How Long Recovery Takes

Most styes resolve on their own in one to two weeks. The bump gradually comes to a head, drains (often while you sleep or during a warm compress), and then shrinks. You don’t need antibiotics in most cases.

The single most effective home treatment is a warm compress. Soak a clean washcloth in warm water, wring it out, and hold it against the closed eyelid for 10 to 15 minutes. Repeat this three to four times a day. The warmth softens the clogged oil and encourages the stye to drain naturally. Resist the urge to squeeze or pop it, which can push the infection deeper into the lid tissue.

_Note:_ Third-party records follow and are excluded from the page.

//! Interactive command loop: parses verbs, drives the session, prints
//! results and surfaces notifications as they arrive.

use std::io::Write as _;
use std::time::Duration;

use tokio::io::{AsyncBufReadExt, BufReader};
use tokio::sync::mpsc::UnboundedReceiver;

use blueterm_core::{Notification, Session, SessionError, SessionState};

/// Static shell configuration, handed in by `main`.
pub struct ShellConfig {
    pub intro: String,
    pub prompt: String,
    /// Scan duration used when `scan` is given without an argument.
    pub scan_timeout: f64,
}

/// One turn of the command loop: a line of input or an unsolicited event.
enum Input {
    Line(Option<String>),
    Notify(Notification),
}

pub struct Shell {
    config: ShellConfig,
    session: Session,
    notifications: UnboundedReceiver<Notification>,
}

impl Shell {
    pub fn new(
        config: ShellConfig,
        session: Session,
        notifications: UnboundedReceiver<Notification>,
    ) -> Self {
        Self {
            config,
            session,
            notifications,
        }
    }

    /// Run until `quit` or end of input. Notifications may interleave with
    /// the prompt at any time; commands themselves run one at a time.
    pub async fn run(mut self) -> std::io::Result<()> {
        println!("{}", self.config.intro);
        let mut lines = BufReader::new(tokio::io::stdin()).lines();
        loop {
            print!("{}", self.config.prompt);
            std::io::stdout().flush()?;
            let input = tokio::select! {
                line = lines.next_line() => Input::Line(line?),
                Some(event) = self.notifications.recv() => Input::Notify(event),
            };
            match input {
                Input::Line(None) => break,
                Input::Line(Some(line)) => {
                    if !self.dispatch(line.trim()).await {
                        break;
                    }
                }
                Input::Notify(event) => {
                    println!();
                    println!("{}", format_notification(&event));
                }
            }
        }
        Ok(())
    }

    /// Returns false when the shell should exit.
    async fn dispatch(&mut self, line: &str) -> bool {
        let (verb, args) = match line.split_once(char::is_whitespace) {
            Some((verb, rest)) => (verb, rest.trim()),
            None => (line, ""),
        };
        match verb {
            "" => {}
            "scan" => self.cmd_scan(args).await,
            "list" => self.cmd_list(),
            "connect" => self.cmd_connect(args).await,
            "disconnect" => self.cmd_disconnect().await,
            "state" => self.cmd_state(),
            "read" => self.cmd_read(args).await,
            "write" => self.cmd_write(args).await,
            "help" | "?" => print_help(),
            "quit" | "exit" => return false,
            other => println!("error: unknown command '{other}' (try 'help')"),
        }
        true
    }

    async fn cmd_scan(&mut self, args: &str) {
        let timeout = if args.is_empty() {
            self.config.scan_timeout
        } else {
            match parse_timeout(args) {
                Some(timeout) => timeout,
                None => {
                    println!("error: unable to parse timeout (must be a positive number)");
                    return;
                }
            }
        };

        println!("Scanning now (blocking for {timeout} seconds)...");
        match self.session.scan(Duration::from_secs_f64(timeout)).await {
            Ok(_) => {
                println!("Scan complete:");
                self.cmd_list();
            }
            Err(err) => println!("error: {err}"),
        }
    }

    fn cmd_list(&self) {
        let devices = self.session.devices();
        if devices.is_empty() {
            println!("No BLE devices available");
            return;
        }
        for (i, dev) in devices.iter().enumerate() {
            let mut line = format!("[{i:2}] {} ({})", dev.address, dev.address_type);
            if let Some(rssi) = dev.rssi {
                line.push_str(&format!(" RSSI: {rssi} dBm"));
            }
            if let Some(name) = dev.name() {
                line.push_str(&format!(" (Name: '{name}')"));
            }
            println!("{line}");
        }
    }

    async fn cmd_connect(&mut self, args: &str) {
        let Some(index) = parse_index(args) else {
            println!("usage: connect <device index>");
            return;
        };
        match self.session.connect(index).await {
            Ok(services) => {
                for (si, service) in services.iter().enumerate() {
                    println!("Service {si:2} UUID: {}", service.uuid);
                    for (ci, ch) in service.characteristics.iter().enumerate() {
                        println!(
                            "{:5}   Char {ci:2} UUID: {} [{}]",
                            ch.handle, ch.uuid, ch.properties
                        );
                    }
                }
            }
            Err(err) => println!("error: {err}"),
        }
    }

    async fn cmd_disconnect(&mut self) {
        let address = self.session.disconnect().await;
        println!("disconnected: {address}");
    }

    fn cmd_state(&self) {
        match self.session.state() {
            SessionState::Idle => println!("idle"),
            SessionState::Connected { address } => println!("Connected to {address}"),
        }
    }

    async fn cmd_read(&mut self, args: &str) {
        let Some(handle) = parse_handle(args) else {
            println!("usage: read <handle>");
            return;
        };
        match self.session.read_text(handle).await {
            Ok(text) => println!("out: {text}"),
            Err(SessionError::Decode(err)) => {
                println!(
                    "error: value is not valid UTF-8, raw bytes: {}",
                    hex(err.as_bytes())
                );
            }
            Err(err) => println!("error: {err}"),
        }
    }

    async fn cmd_write(&mut self, args: &str) {
        let Some((handle, data)) = parse_write_args(args) else {
            println!("usage: write <handle> <data>");
            return;
        };
        if let Err(err) = self.session.write(handle, data.as_bytes()).await {
            println!("error: {err}");
        }
    }
}

fn print_help() {
    println!("commands:");
    println!("  scan [timeout]         scan for devices, replacing the cached list");
    println!("  list                   list the last scan's devices");
    println!("  connect <index>        connect to a device and discover its services");
    println!("  disconnect             close the connection");
    println!("  state                  show the connection state");
    println!("  read <handle>          read a characteristic and print it as text");
    println!("  write <handle> <data>  write text to a characteristic");
    println!("  quit                   leave the shell");
}

fn parse_timeout(arg: &str) -> Option<f64> {
    let timeout: f64 = arg.parse().ok()?;
    (timeout.is_finite() && timeout > 0.0).then_some(timeout)
}

fn parse_index(arg: &str) -> Option<usize> {
    arg.parse().ok()
}

fn parse_handle(arg: &str) -> Option<u16> {
    arg.parse().ok()
}

/// Splits `write` arguments into a handle and the rest of the line. The
/// payload may contain spaces and must be non-empty.
fn parse_write_args(args: &str) -> Option<(u16, &str)> {
    let (head, rest) = args.split_once(char::is_whitespace)?;
    let handle = head.parse().ok()?;
    let rest = rest.trim_start();
    (!rest.is_empty()).then_some((handle, rest))
}

/// Notifications print as raw `(handle, payload)` events, whether or not the
/// handle is known to the current registry.
fn format_notification(event: &Notification) -> String {
    match std::str::from_utf8(&event.value) {
        Ok(text) => format!(
            "notification: handle={} data='{}'",
            event.handle,
            text.trim_end()
        ),
        Err(_) => format!("notification: handle={} data={}", event.handle, hex(&event.value)),
    }
}

fn hex(data: &[u8]) -> String {
    data.iter().map(|b| format!("{b:02x}")).collect()
}

#[cfg(test)]
mod tests {
    use super::*;

    #[test]
    fn timeout_must_be_a_positive_number() {
        assert_eq!(parse_timeout("2.5"), Some(2.5));
        assert_eq!(parse_timeout("3"), Some(3.0));
        assert_eq!(parse_timeout("abc"), None);
        assert_eq!(parse_timeout("-1"), None);
        assert_eq!(parse_timeout("0"), None);
        assert_eq!(parse_timeout("inf"), None);
    }

    #[test]
    fn write_args_split_once_and_keep_spaces_in_the_payload() {
        assert_eq!(parse_write_args("12 hello world"), Some((12, "hello world")));
        assert_eq!(parse_write_args("12   padded"), Some((12, "padded")));
        assert_eq!(parse_write_args("12"), None);
        assert_eq!(parse_write_args("12 "), None);
        assert_eq!(parse_write_args("x hello"), None);
        assert_eq!(parse_write_args(""), None);
    }

    #[test]
    fn notifications_format_as_raw_events_even_for_unknown_handles() {
        let text = format_notification(&Notification {
            handle: 99,
            value: b"pong\n".to_vec(),
        });
        assert_eq!(text, "notification: handle=99 data='pong'");

        let binary = format_notification(&Notification {
            handle: 7,
            value: vec![0xde, 0xad],
        });
        assert_eq!(binary, "notification: handle=7 data=dead");
    }
}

If a stye hasn’t started improving after about a week of consistent warm compresses, or if it keeps growing, a doctor can lance and drain it in a quick office procedure. Antibiotic ointments are sometimes prescribed for styes that are spreading or particularly stubborn, but warm compresses alone are enough for the majority.

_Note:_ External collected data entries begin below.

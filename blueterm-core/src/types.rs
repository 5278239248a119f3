//! Data model shared between the session and the transport layer.

use uuid::Uuid;

/// AD type 0x09: Complete Local Name.
pub const AD_TYPE_COMPLETE_LOCAL_NAME: u8 = 0x09;

/// Address type carried in a device's advertisement.
#[derive(Debug, Clone, Copy, PartialEq, Eq)]
pub enum AddressType {
    Public,
    Random,
}

impl std::fmt::Display for AddressType {
    fn fmt(&self, f: &mut std::fmt::Formatter<'_>) -> std::fmt::Result {
        match self {
            AddressType::Public => write!(f, "public"),
            AddressType::Random => write!(f, "random"),
        }
    }
}

/// One advertising-data element: type code, human-readable description, value.
#[derive(Debug, Clone, PartialEq, Eq)]
pub struct AdElement {
    pub type_code: u8,
    pub description: String,
    pub value: String,
}

/// A peripheral discovered during a scan.
///
/// Produced fresh on every scan; the previous scan's collection is discarded
/// wholesale, never merged.
#[derive(Debug, Clone)]
pub struct Device {
    pub address: String,
    pub address_type: AddressType,
    pub advertisement: Vec<AdElement>,
    pub rssi: Option<i16>,
}

impl Device {
    /// Advertised name (AD type 0x09), if the device broadcasts one.
    pub fn name(&self) -> Option<&str> {
        self.advertisement
            .iter()
            .find(|ad| ad.type_code == AD_TYPE_COMPLETE_LOCAL_NAME)
            .map(|ad| ad.value.as_str())
    }
}

/// Characteristic property bits, in GATT declaration order.
#[derive(Debug, Clone, Copy, PartialEq, Eq, Default)]
pub struct Props(pub u8);

impl Props {
    pub const READ: Props = Props(0x02);
    pub const WRITE_WITHOUT_RESPONSE: Props = Props(0x04);
    pub const WRITE: Props = Props(0x08);
    pub const NOTIFY: Props = Props(0x10);
    pub const INDICATE: Props = Props(0x20);

    pub fn contains(self, other: Props) -> bool {
        self.0 & other.0 == other.0
    }
}

impl std::ops::BitOr for Props {
    type Output = Props;

    fn bitor(self, rhs: Props) -> Props {
        Props(self.0 | rhs.0)
    }
}

impl std::fmt::Display for Props {
    fn fmt(&self, f: &mut std::fmt::Formatter<'_>) -> std::fmt::Result {
        let mut flags = Vec::new();
        if self.contains(Props::READ) {
            flags.push("R");
        }
        if self.contains(Props::WRITE) {
            flags.push("W");
        }
        if self.contains(Props::WRITE_WITHOUT_RESPONSE) {
            flags.push("Wn");
        }
        if self.contains(Props::NOTIFY) {
            flags.push("N");
        }
        if self.contains(Props::INDICATE) {
            flags.push("I");
        }
        write!(f, "{}", flags.join(","))
    }
}

/// A characteristic as registered during discovery.
///
/// The handle is valid only for the connection that discovered it.
#[derive(Debug, Clone, PartialEq, Eq)]
pub struct Characteristic {
    pub handle: u16,
    pub uuid: Uuid,
    pub properties: Props,
}

/// A GATT service and its characteristics, in discovery order.
#[derive(Debug, Clone, PartialEq, Eq)]
pub struct Service {
    pub uuid: Uuid,
    pub characteristics: Vec<Characteristic>,
}

/// An unsolicited value push from the connected peripheral.
#[derive(Debug, Clone, PartialEq, Eq)]
pub struct Notification {
    pub handle: u16,
    pub value: Vec<u8>,
}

Styes That Keep Coming Back

A single stye is common and usually nothing to worry about. Recurring styes, however, point to a chronic issue with the oil glands in your eyelids. Meibomian gland dysfunction, where the glands produce thickened, waxy secretions that clog easily, is the most frequent cause of repeat styes. This condition often goes hand in hand with blepharitis, creating a cycle where inflammation thickens the oils, blockages form, infections follow, and the resulting inflammation worsens gland function further.

If you get more than two or three styes a year, a daily lid hygiene routine can help break that cycle. Warm compresses for five minutes each morning loosen gland secretions before they harden. Gently cleaning the lash line with diluted baby shampoo or a commercial lid scrub removes debris and bacteria. These habits take only a few minutes but can significantly reduce recurrence.

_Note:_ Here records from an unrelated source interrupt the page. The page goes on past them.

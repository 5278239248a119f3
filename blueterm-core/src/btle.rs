//! Transport over the system BLE stack, via btleplug.

use std::collections::HashMap;
use std::time::Duration;

use async_trait::async_trait;
use btleplug::api::{
    Central, CharPropFlags, Manager as _, Peripheral as _, PeripheralProperties, ScanFilter,
    WriteType,
};
use btleplug::platform::{Adapter, Manager, Peripheral};
use futures::StreamExt;
use tokio::sync::Mutex;
use tokio::task::JoinHandle;
use tracing::{debug, warn};

use crate::error::TransportError;
use crate::transport::{GattTransport, NotificationSink};
use crate::types::{
    AdElement, AddressType, Characteristic, Device, Notification, Props, Service,
    AD_TYPE_COMPLETE_LOCAL_NAME,
};

/// btleplug-backed [`GattTransport`].
///
/// Holds at most one open link. Notifications are pumped off the peripheral's
/// stream by a background task and pushed into the sink handed over at
/// construction.
pub struct BtleTransport {
    adapter: Adapter,
    sink: NotificationSink,
    /// address -> peripheral, refreshed by every scan.
    discovered: Mutex<HashMap<String, Peripheral>>,
    link: Mutex<Option<Link>>,
}

struct Link {
    peripheral: Peripheral,
    /// Synthetic handle -> stack characteristic, valid for this link only.
    by_handle: HashMap<u16, btleplug::api::Characteristic>,
    forwarder: JoinHandle<()>,
}

impl BtleTransport {
    /// Open the Bluetooth adapter at `index` (0 is the first system adapter).
    pub async fn new(index: usize, sink: NotificationSink) -> Result<Self, TransportError> {
        let manager = Manager::new().await.map_err(transport_err)?;
        let adapters = manager.adapters().await.map_err(transport_err)?;
        let count = adapters.len();
        let adapter = adapters.into_iter().nth(index).ok_or_else(|| {
            TransportError::new(format!(
                "no Bluetooth adapter at index {index} ({count} available)"
            ))
        })?;
        Ok(Self {
            adapter,
            sink,
            discovered: Mutex::new(HashMap::new()),
            link: Mutex::new(None),
        })
    }
}

#[async_trait]
impl GattTransport for BtleTransport {
    async fn scan(&self, duration: Duration) -> Result<Vec<Device>, TransportError> {
        self.adapter
            .start_scan(ScanFilter::default())
            .await
            .map_err(transport_err)?;
        tokio::time::sleep(duration).await;

        let peripherals = match self.adapter.peripherals().await {
            Ok(peripherals) => peripherals,
            Err(err) => {
                let _ = self.adapter.stop_scan().await;
                return Err(transport_err(err));
            }
        };
        self.adapter.stop_scan().await.map_err(transport_err)?;

        // Build into locals and swap in only once the whole snapshot is
        // good: a failed scan must leave the previous scan's connect
        // targets intact.
        let mut devices = Vec::new();
        let mut snapshot = HashMap::new();
        for peripheral in peripherals {
            let Some(props) = peripheral.properties().await.map_err(transport_err)? else {
                continue;
            };
            let address = peripheral.address().to_string();
            devices.push(Device {
                address: address.clone(),
                address_type: address_type(&props),
                advertisement: advertisement_elements(&props),
                rssi: props.rssi,
            });
            snapshot.insert(address, peripheral);
        }
        *self.discovered.lock().await = snapshot;
        Ok(devices)
    }

    async fn connect(&self, device: &Device) -> Result<Vec<Service>, TransportError> {
        // The session never connects twice, but this type is public API:
        // tear down any link a direct caller left open. Must happen before
        // the new connect; disconnecting the old peripheral afterwards
        // would drop the fresh link when it is the same device.
        if let Some(old) = self.link.lock().await.take() {
            old.forwarder.abort();
            let _ = old.peripheral.disconnect().await;
        }

        let peripheral = self
            .discovered
            .lock()
            .await
            .get(&device.address)
            .cloned()
            .ok_or_else(|| {
                TransportError::new(format!("device {} not in the last scan", device.address))
            })?;

        peripheral.connect().await.map_err(transport_err)?;
        if let Err(err) = peripheral.discover_services().await {
            let _ = peripheral.disconnect().await;
            return Err(transport_err(err));
        }

        // btleplug does not expose ATT handles; assign ascending handles in
        // discovery order and keep the mapping for this link's lifetime.
        let mut services = Vec::new();
        let mut by_handle = HashMap::new();
        let mut by_uuid = HashMap::new();
        let mut next_handle: u16 = 1;
        for svc in peripheral.services() {
            let mut characteristics = Vec::new();
            for ch in &svc.characteristics {
                let handle = next_handle;
                next_handle += 1;
                characteristics.push(Characteristic {
                    handle,
                    uuid: ch.uuid,
                    properties: props_from(ch.properties),
                });
                by_handle.insert(handle, ch.clone());
                by_uuid.entry(ch.uuid).or_insert(handle);

                if ch
                    .properties
                    .intersects(CharPropFlags::NOTIFY | CharPropFlags::INDICATE)
                {
                    if let Err(err) = peripheral.subscribe(ch).await {
                        warn!("could not subscribe to {}: {err}", ch.uuid);
                    }
                }
            }
            services.push(Service {
                uuid: svc.uuid,
                characteristics,
            });
        }

        let mut stream = match peripheral.notifications().await {
            Ok(stream) => stream,
            Err(err) => {
                let _ = peripheral.disconnect().await;
                return Err(transport_err(err));
            }
        };

        let sink = self.sink.clone();
        let forwarder = tokio::spawn(async move {
            while let Some(event) = stream.next().await {
                let Some(&handle) = by_uuid.get(&event.uuid) else {
                    debug!("notification from unmapped characteristic {}", event.uuid);
                    continue;
                };
                if sink
                    .send(Notification {
                        handle,
                        value: event.value,
                    })
                    .is_err()
                {
                    break;
                }
            }
            debug!("notification forwarder stopped");
        });

        *self.link.lock().await = Some(Link {
            peripheral,
            by_handle,
            forwarder,
        });
        Ok(services)
    }

    async fn disconnect(&self) -> Result<(), TransportError> {
        let Some(link) = self.link.lock().await.take() else {
            return Ok(());
        };
        link.forwarder.abort();
        link.peripheral.disconnect().await.map_err(transport_err)
    }

    async fn read(&self, handle: u16) -> Result<Vec<u8>, TransportError> {
        let guard = self.link.lock().await;
        let link = guard
            .as_ref()
            .ok_or_else(|| TransportError::new("not connected"))?;
        let ch = link
            .by_handle
            .get(&handle)
            .ok_or_else(|| TransportError::new(format!("handle {handle} is not mapped")))?;
        link.peripheral.read(ch).await.map_err(transport_err)
    }

    async fn write(&self, handle: u16, payload: &[u8]) -> Result<(), TransportError> {
        let guard = self.link.lock().await;
        let link = guard
            .as_ref()
            .ok_or_else(|| TransportError::new("not connected"))?;
        let ch = link
            .by_handle
            .get(&handle)
            .ok_or_else(|| TransportError::new(format!("handle {handle} is not mapped")))?;

        // Peripherals that only take unacknowledged writes reject the
        // acknowledged kind, so follow the advertised bit.
        let write_type = if ch.properties.contains(CharPropFlags::WRITE) {
            WriteType::WithResponse
        } else {
            WriteType::WithoutResponse
        };
        link.peripheral
            .write(ch, payload, write_type)
            .await
            .map_err(transport_err)
    }
}

fn transport_err(err: btleplug::Error) -> TransportError {
    TransportError::new(err.to_string())
}

fn address_type(props: &PeripheralProperties) -> AddressType {
    match props.address_type {
        Some(btleplug::api::AddressType::Random) => AddressType::Random,
        _ => AddressType::Public,
    }
}

fn props_from(flags: CharPropFlags) -> Props {
    let mut props = Props::default();
    if flags.contains(CharPropFlags::READ) {
        props = props | Props::READ;
    }
    if flags.contains(CharPropFlags::WRITE_WITHOUT_RESPONSE) {
        props = props | Props::WRITE_WITHOUT_RESPONSE;
    }
    if flags.contains(CharPropFlags::WRITE) {
        props = props | Props::WRITE;
    }
    if flags.contains(CharPropFlags::NOTIFY) {
        props = props | Props::NOTIFY;
    }
    if flags.contains(CharPropFlags::INDICATE) {
        props = props | Props::INDICATE;
    }
    props
}

/// Rebuild AD-style elements from what the platform stack parsed out of the
/// advertisement.
fn advertisement_elements(props: &PeripheralProperties) -> Vec<AdElement> {
    let mut elements = Vec::new();
    if let Some(name) = &props.local_name {
        elements.push(AdElement {
            type_code: AD_TYPE_COMPLETE_LOCAL_NAME,
            description: "Complete Local Name".into(),
            value: name.clone(),
        });
    }
    if let Some(tx_power) = props.tx_power_level {
        elements.push(AdElement {
            type_code: 0x0a,
            description: "Tx Power".into(),
            value: tx_power.to_string(),
        });
    }
    if !props.services.is_empty() {
        elements.push(AdElement {
            type_code: 0x07,
            description: "Complete List of Service UUIDs".into(),
            value: props
                .services
                .iter()
                .map(ToString::to_string)
                .collect::<Vec<_>>()
                .join(","),
        });
    }
    for (uuid, data) in &props.service_data {
        elements.push(AdElement {
            type_code: 0x16,
            description: "Service Data".into(),
            value: format!("{uuid}: {}", hex(data)),
        });
    }
    for (company, data) in &props.manufacturer_data {
        elements.push(AdElement {
            type_code: 0xff,
            description: "Manufacturer Data".into(),
            value: format!("{company:04x}: {}", hex(data)),
        });
    }
    elements
}

fn hex(data: &[u8]) -> String {
    data.iter().map(|b| format!("{b:02x}")).collect()
}

#[cfg(test)]
mod tests {
    use super::*;

    #[test]
    fn char_prop_flags_map_to_props() {
        let flags = CharPropFlags::READ | CharPropFlags::NOTIFY;
        let props = props_from(flags);
        assert!(props.contains(Props::READ));
        assert!(props.contains(Props::NOTIFY));
        assert!(!props.contains(Props::WRITE));
    }

    #[test]
    fn advertisement_elements_carry_the_local_name() {
        let props = PeripheralProperties {
            local_name: Some("riot-shell".into()),
            ..Default::default()
        };
        let elements = advertisement_elements(&props);
        assert_eq!(elements.len(), 1);
        assert_eq!(elements[0].type_code, AD_TYPE_COMPLETE_LOCAL_NAME);
        assert_eq!(elements[0].value, "riot-shell");
    }
}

When a Stye Becomes Something More Serious

Rarely, the infection from a stye can spread beyond the gland and into the surrounding eyelid tissue, causing a condition called preseptal cellulitis. The signs are hard to miss: the entire eyelid becomes swollen, warm, red, and tender, sometimes so puffy you can barely open it. You may develop a fever. This requires prompt medical treatment with oral antibiotics.

The key distinction is that with preseptal cellulitis, once the swollen lid is opened, your vision remains normal and the eyeball itself doesn’t bulge or hurt when you move it. If you do notice vision changes, pain with eye movement, or a bulging eye, the infection may have spread behind the eye, which is a medical emergency.

Practical Prevention Tips

Most styes are preventable with a few consistent habits. Wash your hands before touching your face or eyes, and avoid rubbing your eyes even when they itch. Replace mascara and liquid eyeliner every six months, and never share eye makeup. Remove all eye makeup before bed. If you wear contacts, wash your hands thoroughly before handling them and follow the recommended replacement schedule for your lens type.

For people prone to styes, adding a brief eyelid cleaning step to your nighttime routine makes a real difference. A warm washcloth held over closed eyes for a minute or two, followed by a gentle wipe along the lash line, keeps gland openings clear and reduces the bacterial load where infections start.